MODERN SPANISH-PUEBLO HOMES [SOLD]
- Subject: NM Architecture & Design
- Item # C3877X
- Date Published: circa 1946
- Size: First Edition, softcover, 102 pages SOLD
MODERN SPANISH-PUEBLO HOMES by William Lumpkins
Publisher: Western Plan Service
First Edition, softcover, 102 pages, circa 1946
Illustrated with plan drawings and layouts by Lumpkins of homes
Condition: there is some yellowing of the paper. The front paper cover is detached, but included. The back cover is missing.
From the Text:
Historically, the Spanish-Pueblo house is a combination of the building practices of the early Spanish settlers of New Mexico and the Indians who were living here at that time. The Spanish brought with them the "know-how" on making sun-dried brick of clay and sand (adobe to us); doors made of wood; corbels to transfer a beam load to a post or wall; grills for protection of copings (now referred to as windows); the fireplace and a plan for building a single house around a court or “patio” for protection. The Indian mixed the mud as dry as possible, shaping a layer by hand and allowing to dry, then repeating until a wall was completed. The result was a house of mud with floors of mud and ceilings of large round beams (vigas) placed about two-foot on center and smaller poles lying across the beams. Over this structure was placed mud in layers up to about two feet in thickness. This formed a deck to shed the water and a place to lounge in the warm sun. The Indian built a multi-story apartment house. The Spanish never adopted this pattern. Towns were planned in accordance with instructions from the Crown of Spain. This was usually around a plaza with several large gates to the fields outside. The back walls of the houses and public buildings around the plaza formed the wall of a fort.

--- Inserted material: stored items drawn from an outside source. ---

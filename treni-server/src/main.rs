use std::sync::Arc;

use clap::Parser;
use tracing::{info, warn};
use tracing_subscriber::EnvFilter;

use treni_server::cache::{BoundedCache, Cache, CachedClient, MemoryCache};
use treni_server::config::AppConfig;
use treni_server::itinerary::{ItineraryEngine, Solution};
use treni_server::stations::{
    CompositeStationProvider, DEFAULT_QUEUE_CAPACITY, ImportScheduler, SqliteStore,
    StationRepository, StationSource, WriteThrough,
};
use treni_server::viaggiatreno::{HttpClient, TransitApi};

#[derive(Parser, Debug)]
#[command(name = "treni-server")]
#[command(version, about = "Italian rail itinerary service")]
struct Cli {
    /// Origin station ID (e.g. S01700); with TO, run one search and exit
    #[arg(requires = "to")]
    from: Option<String>,

    /// Destination station ID
    to: Option<String>,
}

#[tokio::main]
async fn main() -> Result<(), Box<dyn std::error::Error>> {
    let cli = Cli::parse();

    tracing_subscriber::fmt()
        .with_env_filter(
            EnvFilter::try_from_default_env()
                .unwrap_or_else(|_| EnvFilter::new("treni_server=info")),
        )
        .init();

    let config = AppConfig::from_env()?;

    let store = Arc::new(SqliteStore::open(&config.database_path)?);
    info!(
        path = %config.database_path.display(),
        stations = store.count()?,
        "opened station store"
    );

    let http = Arc::new(HttpClient::new(config.client.clone())?);

    let cache: Arc<dyn Cache> = match config.cache_max_entries {
        Some(max_entries) => Arc::new(BoundedCache::new(max_entries)),
        None => Arc::new(MemoryCache::new()),
    };
    let api = Arc::new(CachedClient::new(http.clone(), cache, config.ttl.clone()));

    let (write_through, writer) = WriteThrough::spawn(store.clone(), DEFAULT_QUEUE_CAPACITY);
    let provider = CompositeStationProvider::new(
        config.staleness_age,
        vec![
            StationSource::store(store.clone()),
            StationSource::live(api.clone()),
        ],
    )
    .with_write_through(write_through);

    if let (Some(from), Some(to)) = (&cli.from, &cli.to) {
        let engine = ItineraryEngine::new(api, config.search.clone());
        let result = plan(&engine, &provider, from, to).await;
        // Closing the queue lets the writer persist what the lookups found.
        drop(provider);
        if let Err(e) = writer.await {
            warn!(error = %e, "write-through worker failed");
        }
        return result;
    }

    let scheduler = config.auto_import.then(|| {
        Arc::new(ImportScheduler::new(http, store.clone(), config.import.clone())).start()
    });
    info!(auto_import = config.auto_import, "treni-server running, Ctrl-C to stop");

    tokio::signal::ctrl_c().await?;
    info!("shutting down");

    if let Some(scheduler) = scheduler {
        scheduler.stop().await;
    }
    Ok(())
}

/// Run one search and print the solutions.
async fn plan<A, R, L>(
    engine: &ItineraryEngine<A>,
    provider: &CompositeStationProvider<R, L>,
    from: &str,
    to: &str,
) -> Result<(), Box<dyn std::error::Error>>
where
    A: TransitApi + 'static,
    R: StationRepository + 'static,
    L: TransitApi,
{
    let from_name = station_name(provider, from).await;
    let to_name = station_name(provider, to).await;

    let solutions = engine.search(from, to).await?;
    println!("{from_name} -> {to_name}: {} solution(s)", solutions.len());
    for solution in &solutions {
        print_solution(solution);
    }
    Ok(())
}

/// Display name for a station ID, falling back to the ID itself.
async fn station_name<R, L>(provider: &CompositeStationProvider<R, L>, id: &str) -> String
where
    R: StationRepository + 'static,
    L: TransitApi,
{
    match provider.get_station(id).await {
        Ok((station, freshness)) => {
            if freshness.is_stale {
                warn!(station = %id, source = %freshness.source, "station data is stale");
            }
            station.name
        }
        Err(e) => {
            warn!(station = %id, error = %e, "station lookup failed");
            id.to_string()
        }
    }
}

fn print_solution(solution: &Solution) {
    println!(
        "\n{} -> {} ({} min, {} change(s))",
        solution.departure_at().format("%H:%M"),
        solution.arrival_at().format("%H:%M"),
        solution.duration().num_minutes(),
        solution.changes()
    );
    for leg in solution.legs() {
        let platform = leg
            .platform
            .as_deref()
            .map(|p| format!(" platform {p}"))
            .unwrap_or_default();
        let delay = if leg.delay > 0 {
            format!(" (+{} min)", leg.delay)
        } else {
            String::new()
        };
        println!(
            "  {} {} {} {}{} -> {} {}{}",
            leg.category,
            leg.train_number,
            leg.departure_at.format("%H:%M"),
            leg.from.name,
            platform,
            leg.arrival_at.format("%H:%M"),
            leg.to.name,
            delay
        );
    }
}

#[cfg(test)]
mod tests {
    use super::*;
    use clap::error::ErrorKind;

    #[test]
    fn no_arguments_runs_the_service() {
        let cli = Cli::try_parse_from(["treni-server"]).unwrap();
        assert!(cli.from.is_none() && cli.to.is_none());
    }

    #[test]
    fn two_arguments_run_a_search() {
        let cli = Cli::try_parse_from(["treni-server", "S01700", "S08409"]).unwrap();
        assert_eq!(cli.from.as_deref(), Some("S01700"));
        assert_eq!(cli.to.as_deref(), Some("S08409"));
    }

    #[test]
    fn origin_without_destination_is_rejected() {
        let err = Cli::try_parse_from(["treni-server", "S01700"]).unwrap_err();
        assert_eq!(err.kind(), ErrorKind::MissingRequiredArgument);
    }

    #[test]
    fn help_and_extra_arguments_do_not_start_the_service() {
        let err = Cli::try_parse_from(["treni-server", "--help"]).unwrap_err();
        assert_eq!(err.kind(), ErrorKind::DisplayHelp);

        assert!(Cli::try_parse_from(["treni-server", "A", "B", "C"]).is_err());
    }
}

William Lumpkins was an artist and architect best known for his abstract watercolors and pioneering solar adobe architecture. He was a founding member of the Transcendental Painting Group and cofounder of the Santa Fe Art Institute. He was born on April 8, 1909 at the Rabbit Ears Ranch, in Territorial New Mexico, and died on March 20, 2000 in Santa Fe, New Mexico.

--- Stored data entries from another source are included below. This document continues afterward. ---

//! Station data error types.

use crate::viaggiatreno::ApiError;

/// Errors from a persisted station store.
#[derive(Debug, thiserror::Error)]
pub enum StoreError {
    /// SQLite query or connection failure
    #[error("sqlite error: {0}")]
    Sqlite(#[from] rusqlite::Error),

    /// A previous holder of the connection lock panicked
    #[error("store lock poisoned")]
    LockPoisoned,

    /// The store cannot currently answer
    #[error("store unavailable: {0}")]
    Unavailable(String),

    /// The blocking task running the store call panicked or was cancelled
    #[error("store task failed: {0}")]
    Task(#[from] tokio::task::JoinError),
}

/// Errors from station data sources and the composite provider.
#[derive(Debug, thiserror::Error)]
pub enum StationError {
    /// No source knows the requested station(s)
    #[error("station data not found")]
    NotFound,

    /// One source could not answer; the next one may
    #[error("data source {source_name} unavailable: {reason}")]
    SourceUnavailable { source_name: String, reason: String },

    /// Network-level failure talking to the live API
    #[error("upstream API error: {0}")]
    Upstream(#[from] ApiError),

    /// Persisted store failure
    #[error(transparent)]
    Store(#[from] StoreError),
}

impl StationError {
    pub fn unavailable(source_name: &str, reason: impl Into<String>) -> Self {
        StationError::SourceUnavailable {
            source_name: source_name.to_string(),
            reason: reason.into(),
        }
    }

    pub fn is_not_found(&self) -> bool {
        matches!(self, StationError::NotFound)
    }
}

#[cfg(test)]
mod tests {
    use super::*;

    #[test]
    fn error_display() {
        assert_eq!(StationError::NotFound.to_string(), "station data not found");
        assert_eq!(
            StationError::unavailable("api", "timeout").to_string(),
            "data source api unavailable: timeout"
        );
        assert_eq!(
            StationError::from(StoreError::LockPoisoned).to_string(),
            "store lock poisoned"
        );
    }
}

Lumpkins was an early proponent of passive solar design, having built his first passive solar house in Capitan, NM in 1935. The former residence of solar scientist Dr. J. Douglas Balcomb in Santa Fe, designed by Lumpkins with his company Sun Mountain Design, is considered by many the "quintessential solar adobe house.”
Lumpkins started exhibiting his paintings in 1932, most of which were watercolors. He met artist Raymond Jonson in Santa Fe in 1935, and exhibited with Jonson and other members of the Transcendental Painting Group from 1938-1942. Lumpkins was one of the earlier Abstract Expressionists, having employed the style about a decade before other American artists popularized it.
- Subject: NM Architecture & Design
- Item # C3877X
- Date Published: circa 1946
- Size: First Edition, softcover, 102 pages SOLD
Publisher:
Click on image to view larger.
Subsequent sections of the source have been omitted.